Quant à sa tenue, elle se constituait d’une robe mi-longue composée de plusieurs couches. Une partie rose pâle recouvrait son buste, une autre violette foncée entourait généreusement sa taille, et en-dessous se distinguaient deux autres jupons, l’un lavande et l’autre blanc. Des collants noirs brodés d’or au niveau de la cuisse gauche recouvraient l’intégralité de ses jambes, et des bottines sombres ouvertes protégeaient ses pieds. Pour compléter le tout, des brassières de couleur myosotis décoraient ses bras et des gants préservaient chacun de ses doigts. Des boucles d’oreilles vertes scintillaient à ses lobes, et un collier enveloppait délicatement son cou.

–       Tu peux te rendre, proposa-t-elle d’une voix non dénuée de douceur. Personne ici n’a l’intention de te faire le moindre mal.

Seul un rire méprisant lui parvint pour toute réponse. Le voleur, dont un masque en tissu clair recouvrant son nez et sa bouche dissimulait une partie de son visage, secoua quelque peu la tête d’un air amusé. Il haussa même légèrement les épaules au passage.

–       De belles paroles, ma foi. Mais il est un peu trop tard pour ça.

Il marqua une brève pause, avant de reprendre :

–       Je n’ai l’intention de ne laisser personne me dire ce que je dois faire. Si tu persistes à me barrer le chemin… Je m’occuperais de ton cas, qui que tu sois.

En entendant ces mots, elle frissonna. Une petite voix lui soufflait qu’il n’avait pas prononcé cette phrase au hasard. Pourtant, il ne s’agissait que d’un Pilleur de trésor comme il en existait tant, à Liyue. D’habitude, elle ne s’occupait même pas de ce genre de souci mineur, sauf cas exceptionnel. Les Millelithes, avec leur formation militaire stricte, savaient parfaitement bien protéger la ville et ses environs. Certes, ils manquaient un peu de main d’œuvre, depuis la disparition du Souverain de la Roche, mais rien d’insurmontable. Elle-même se trouvait simplement là suite à l’insistance de Ningguang, qui, étrangement, avait souhaité régler elle-même le problème, lorsqu’on lui en avait fait part, à la sortie d’une réunion spéciale avec les dirigeants de la guilde des marchands et ceux de la guilde des aventuriers.

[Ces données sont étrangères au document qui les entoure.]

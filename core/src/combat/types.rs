//! Elemental types and the effectiveness chart

use serde::{Deserialize, Serialize};

/// The two duel sides. Side A stands on the left and faces right.
#[derive(Debug, Clone, Copy, PartialEq, Eq, Hash)]
pub enum Side {
    A,
    B,
}

impl Side {
    pub fn opponent(self) -> Side {
        match self {
            Side::A => Side::B,
            Side::B => Side::A,
        }
    }

    /// Index into `[Combatant; 2]` arrays.
    pub fn index(self) -> usize {
        match self {
            Side::A => 0,
            Side::B => 1,
        }
    }
}

/// Elemental type of a combatant or move.
#[derive(Debug, Clone, Copy, PartialEq, Eq, Hash, Serialize, Deserialize)]
#[serde(rename_all = "lowercase")]
pub enum Element {
    Normal,
    Fire,
    Water,
    Grass,
    Electric,
    Ice,
    Rock,
    Ghost,
}

impl Element {
    pub const ALL: [Element; 8] = [
        Element::Normal,
        Element::Fire,
        Element::Water,
        Element::Grass,
        Element::Electric,
        Element::Ice,
        Element::Rock,
        Element::Ghost,
    ];

    pub fn name(self) -> &'static str {
        match self {
            Element::Normal => "Normal",
            Element::Fire => "Fire",
            Element::Water => "Water",
            Element::Grass => "Grass",
            Element::Electric => "Electric",
            Element::Ice => "Ice",
            Element::Rock => "Rock",
            Element::Ghost => "Ghost",
        }
    }

    /// RGBA accent color used for effect sprites and bar tinting.
    pub fn color(self) -> [u8; 4] {
        match self {
            Element::Normal => [200, 198, 182, 255],
            Element::Fire => [238, 107, 44, 255],
            Element::Water => [66, 138, 237, 255],
            Element::Grass => [92, 186, 84, 255],
            Element::Electric => [247, 208, 56, 255],
            Element::Ice => [142, 212, 226, 255],
            Element::Rock => [176, 152, 92, 255],
            Element::Ghost => [116, 92, 158, 255],
        }
    }
}

/// Attack-type x defense-type factors that differ from the default 1.0.
/// Factors are restricted to 0, 0.5, or 2 so dual-type products stay in
/// {0, 0.25, 0.5, 1, 2, 4}.
const CHART: &[(Element, Element, f64)] = &[
    (Element::Fire, Element::Grass, 2.0),
    (Element::Fire, Element::Ice, 2.0),
    (Element::Fire, Element::Water, 0.5),
    (Element::Fire, Element::Rock, 0.5),
    (Element::Fire, Element::Fire, 0.5),
    (Element::Water, Element::Fire, 2.0),
    (Element::Water, Element::Rock, 2.0),
    (Element::Water, Element::Grass, 0.5),
    (Element::Water, Element::Water, 0.5),
    (Element::Grass, Element::Water, 2.0),
    (Element::Grass, Element::Rock, 2.0),
    (Element::Grass, Element::Fire, 0.5),
    (Element::Grass, Element::Grass, 0.5),
    (Element::Electric, Element::Water, 2.0),
    (Element::Electric, Element::Grass, 0.5),
    (Element::Electric, Element::Electric, 0.5),
    (Element::Electric, Element::Rock, 0.0),
    (Element::Ice, Element::Grass, 2.0),
    (Element::Ice, Element::Fire, 0.5),
    (Element::Ice, Element::Water, 0.5),
    (Element::Ice, Element::Ice, 0.5),
    (Element::Rock, Element::Fire, 2.0),
    (Element::Rock, Element::Ice, 2.0),
    (Element::Ghost, Element::Ghost, 2.0),
    (Element::Ghost, Element::Normal, 0.0),
    (Element::Normal, Element::Rock, 0.5),
    (Element::Normal, Element::Ghost, 0.0),
];

/// Factor for a single attack-type vs defense-type pair.
fn pair_factor(attack: Element, defense: Element) -> f64 {
    CHART
        .iter()
        .find(|(a, d, _)| *a == attack && *d == defense)
        .map(|(_, _, f)| *f)
        .unwrap_or(1.0)
}

/// Combined effectiveness of `attack` against a defender's 1-2 types.
///
/// The per-type factors multiply, so dual-type results are one of
/// {0, 0.25, 0.5, 1, 2, 4}.
pub fn effectiveness(defender_types: &[Element], attack: Element) -> f64 {
    defender_types
        .iter()
        .map(|&d| pair_factor(attack, d))
        .product()
}

#[cfg(test)]
mod tests {
    use super::*;

    #[test]
    fn single_type_factors_match_the_chart() {
        assert_eq!(effectiveness(&[Element::Grass], Element::Fire), 2.0);
        assert_eq!(effectiveness(&[Element::Water], Element::Fire), 0.5);
        assert_eq!(effectiveness(&[Element::Rock], Element::Electric), 0.0);
        assert_eq!(effectiveness(&[Element::Normal], Element::Fire), 1.0);
    }

    #[test]
    fn dual_type_factors_multiply() {
        // Fire vs Grass/Ice: 2 * 2 = 4
        assert_eq!(
            effectiveness(&[Element::Grass, Element::Ice], Element::Fire),
            4.0
        );
        // Fire vs Water/Rock: 0.5 * 0.5 = 0.25
        assert_eq!(
            effectiveness(&[Element::Water, Element::Rock], Element::Fire),
            0.25
        );
        // Electric vs Rock/anything is an immunity
        assert_eq!(
            effectiveness(&[Element::Rock, Element::Water], Element::Electric),
            0.0
        );
    }

    #[test]
    fn all_pairs_stay_in_the_closed_factor_set() {
        let allowed = [0.0, 0.25, 0.5, 1.0, 2.0, 4.0];
        for atk in Element::ALL {
            for d0 in Element::ALL {
                let e = effectiveness(&[d0], atk);
                assert!(allowed.contains(&e), "{atk:?} vs {d0:?} gave {e}");
                for d1 in Element::ALL {
                    if d0 == d1 {
                        continue;
                    }
                    let e = effectiveness(&[d0, d1], atk);
                    assert!(allowed.contains(&e), "{atk:?} vs {d0:?}/{d1:?} gave {e}");
                }
            }
        }
    }
}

–        Montre-moi donc ce que tu sais faire, l’Alioth.

La délicate main gantée de la jeune fille se crispa sur la poignée de l’épée à une main qu’elle tenait entre ses doigts depuis le début de la confrontation, quelques minutes plus tôt. Infusée d’une énergie électrique à la puissance incomparable, la lame crépita aussi furieusement que violemment ; de petits éclairs violets incontrôlables en émanaient sans interruption.

Puis, tous les deux s’élancèrent vers l’autre dans un même mouvement.

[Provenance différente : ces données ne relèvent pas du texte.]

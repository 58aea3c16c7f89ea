//! Battle simulator
//!
//! A strictly sequential state machine: `Intro -> Duel -> Resolution ->
//! Victory`. Output is an ordered event log consumed exactly once by the
//! animation sequencer. The simulator performs no I/O; malformed move data
//! is a caller precondition violation, not something recovered here.

use super::damage::damage;
use super::moves::Category;
use super::stats::Combatant;
use super::types::Side;
use crate::error::{JobError, JobResult};
use rand::Rng;
use rand_pcg::Pcg32;
use tracing::debug;

/// One combat event, strictly ordered by emission.
#[derive(Debug, Clone, PartialEq)]
pub enum BattleEvent {
    /// The side's sprite has walked on screen.
    EntranceDone(Side),
    /// The side's stat reveal (camera zoom) has played.
    RevealDone(Side),
    /// One attack attempt was resolved. `damage` is `Some` iff `hit`.
    AttackResolved {
        attacker: Side,
        move_index: usize,
        hit: bool,
        damage: Option<i32>,
    },
    /// The side's HP reached zero. Terminal for that side.
    Fainted(Side),
}

/// Result of a full simulation.
#[derive(Debug, Clone)]
pub struct BattleOutcome {
    pub events: Vec<BattleEvent>,
    pub winner: Side,
    pub turns: u32,
}

/// Internal phase marker for the state machine.
#[derive(Debug, Clone, Copy, PartialEq, Eq)]
enum Phase {
    Intro,
    Duel,
    Resolution,
    Victory,
}

/// Run a full battle, mutating `sides[..].current_hp` along the way.
///
/// The initial attacker is the higher-speed side; a tie goes to side A.
/// The attacker alternates every iteration regardless of hit or miss, and
/// the winner is decided the instant either HP reaches zero.
///
/// `max_turns` is a defensive bound: termination is only probabilistically
/// guaranteed by the accuracy floor of 50 and the minimum damage of 1, so
/// crossing the cap returns [`JobError::BattleStalled`] instead of spinning.
pub fn simulate(
    sides: &mut [Combatant; 2],
    max_turns: u32,
    level: i32,
    rng: &mut Pcg32,
) -> JobResult<BattleOutcome> {
    let mut events = Vec::new();
    let mut phase = Phase::Intro;
    debug!(?phase, "phase transition");

    // Intro: sequential per-side reveal, no HP change.
    for side in [Side::A, Side::B] {
        events.push(BattleEvent::EntranceDone(side));
        events.push(BattleEvent::RevealDone(side));
    }
    phase = Phase::Duel;
    debug!(?phase, "phase transition");

    let mut attacker = if sides[1].stats.speed > sides[0].stats.speed {
        Side::B
    } else {
        Side::A
    };
    debug!(first = ?attacker, "duel start");

    let mut turns = 0u32;
    let winner = loop {
        if turns >= max_turns {
            return Err(JobError::BattleStalled(max_turns));
        }
        turns += 1;

        let defender = attacker.opponent();
        let move_index = rng.random_range(0..2usize);
        let mv = sides[attacker.index()].moves[move_index].clone();

        let roll: f64 = rng.random_range(0.0..=100.0);
        let hit = roll <= mv.accuracy as f64;

        let dealt = if hit {
            let (atk, def) = match mv.category {
                Category::Physical => (
                    sides[attacker.index()].stats.atk,
                    sides[defender.index()].stats.def,
                ),
                Category::Special => (
                    sides[attacker.index()].stats.sp_atk,
                    sides[defender.index()].stats.sp_def,
                ),
            };
            let factor: f64 = rng.random_range(0.85..=1.0);
            let dmg = damage(
                level,
                mv.power,
                atk,
                def,
                mv.element,
                &sides[attacker.index()].elements,
                &sides[defender.index()].elements,
                factor,
            );
            sides[defender.index()].take_damage(dmg);
            Some(dmg)
        } else {
            None
        };

        debug!(
            turn = turns,
            side = ?attacker,
            mv = %mv.name,
            hit,
            damage = ?dealt,
            defender_hp = sides[defender.index()].current_hp,
            "attack resolved"
        );
        events.push(BattleEvent::AttackResolved {
            attacker,
            move_index,
            hit,
            damage: dealt,
        });

        if sides[defender.index()].is_fainted() {
            phase = Phase::Resolution;
            debug!(?phase, "phase transition");
            events.push(BattleEvent::Fainted(defender));
            break attacker;
        }
        attacker = defender;
    };

    phase = Phase::Victory;
    debug!(?phase, ?winner, turns, "battle over");

    Ok(BattleOutcome {
        events,
        winner,
        turns,
    })
}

Le bruit du métal s’entrechoquant résonna, créant une puissante onde de choc qui coucha l’herbe aux alentours et effraya les potentiels animaux qui vagabondaient dans le coin. Pendant plusieurs longues minutes s’engagea entre eux un combat sans temps mort, dont on n’aurait su déterminer le potentiel vainqueur. Les coups d’épées se mêlaient à des arcs électriques d’un mauve profond, et suivre les mouvements des deux opposants devint rapidement, si ce n’était déjà le cas, impossible à suivre pour un œil non averti.

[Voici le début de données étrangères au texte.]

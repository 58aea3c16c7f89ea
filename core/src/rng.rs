//! Job PRNG construction
//!
//! Every random decision in a job (stat rolls, combat rolls, audio
//! synthesis) draws from one explicit PCG stream derived here. There is no
//! ambient global random source: with a fixed entropy word the entire job is
//! reproducible from its seed strings.

use rand::SeedableRng;
use rand_pcg::Pcg32;
use xxhash_rust::xxh3::xxh3_64;

/// Build the job PRNG from the two combatant seed strings plus a
/// caller-supplied entropy word.
///
/// Callers that want reproducible jobs pass a fixed `entropy`; the CLI
/// passes a fresh random word so consecutive runs differ.
pub fn job_rng(seed_a: &str, seed_b: &str, entropy: u64) -> Pcg32 {
    let mut key = Vec::with_capacity(seed_a.len() + seed_b.len() + 1);
    key.extend_from_slice(seed_a.as_bytes());
    key.push(0x1f); // separator so ("ab","c") != ("a","bc")
    key.extend_from_slice(seed_b.as_bytes());
    Pcg32::seed_from_u64(xxh3_64(&key) ^ entropy)
}

/// Derive a per-combatant stat stream from a single seed string.
///
/// Stat and type generation is keyed to the seed alone so a combatant's
/// identity is stable across jobs that reuse the seed.
pub fn stat_rng(seed: &str) -> Pcg32 {
    Pcg32::seed_from_u64(xxh3_64(seed.as_bytes()))
}

#[cfg(test)]
mod tests {
    use super::*;
    use rand::Rng;

    #[test]
    fn stat_rng_is_stable_for_a_seed() {
        let a: u64 = stat_rng("ember-fox").random();
        let b: u64 = stat_rng("ember-fox").random();
        assert_eq!(a, b);
    }

    #[test]
    fn seed_concatenation_is_not_ambiguous() {
        let mut x = job_rng("ab", "c", 0);
        let mut y = job_rng("a", "bc", 0);
        assert_ne!(x.random::<u64>(), y.random::<u64>());
    }

    #[test]
    fn entropy_word_perturbs_the_stream() {
        let mut x = job_rng("a", "b", 1);
        let mut y = job_rng("a", "b", 2);
        assert_ne!(x.random::<u64>(), y.random::<u64>());
    }
}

Jusqu’à ce que la pointe de lame de la jeune femme appuya contre la gorge de son adversaire, prête à la trancher d’un simple mouvement bien effectué.

–       Bien joué. Je n’en attendais pas moins de l’une des Sept Étoiles.

Leurs souffles respectifs, rendus courts suite à leur bataille, se mêlèrent. Comme lui ne comptait manifestement rien ajouter d’autre, elle se décida à lui poser la question qui lui brûlait les lèvres, tout en maintenant la pression de sa longue épée contre le cou du jeune homme, qui laissa tomber sa dague à terre.

–       Est-ce que… tu me connais ?

–       Tu me déçois, Keqing. Je pensais que je t’avais plus marquée que ça.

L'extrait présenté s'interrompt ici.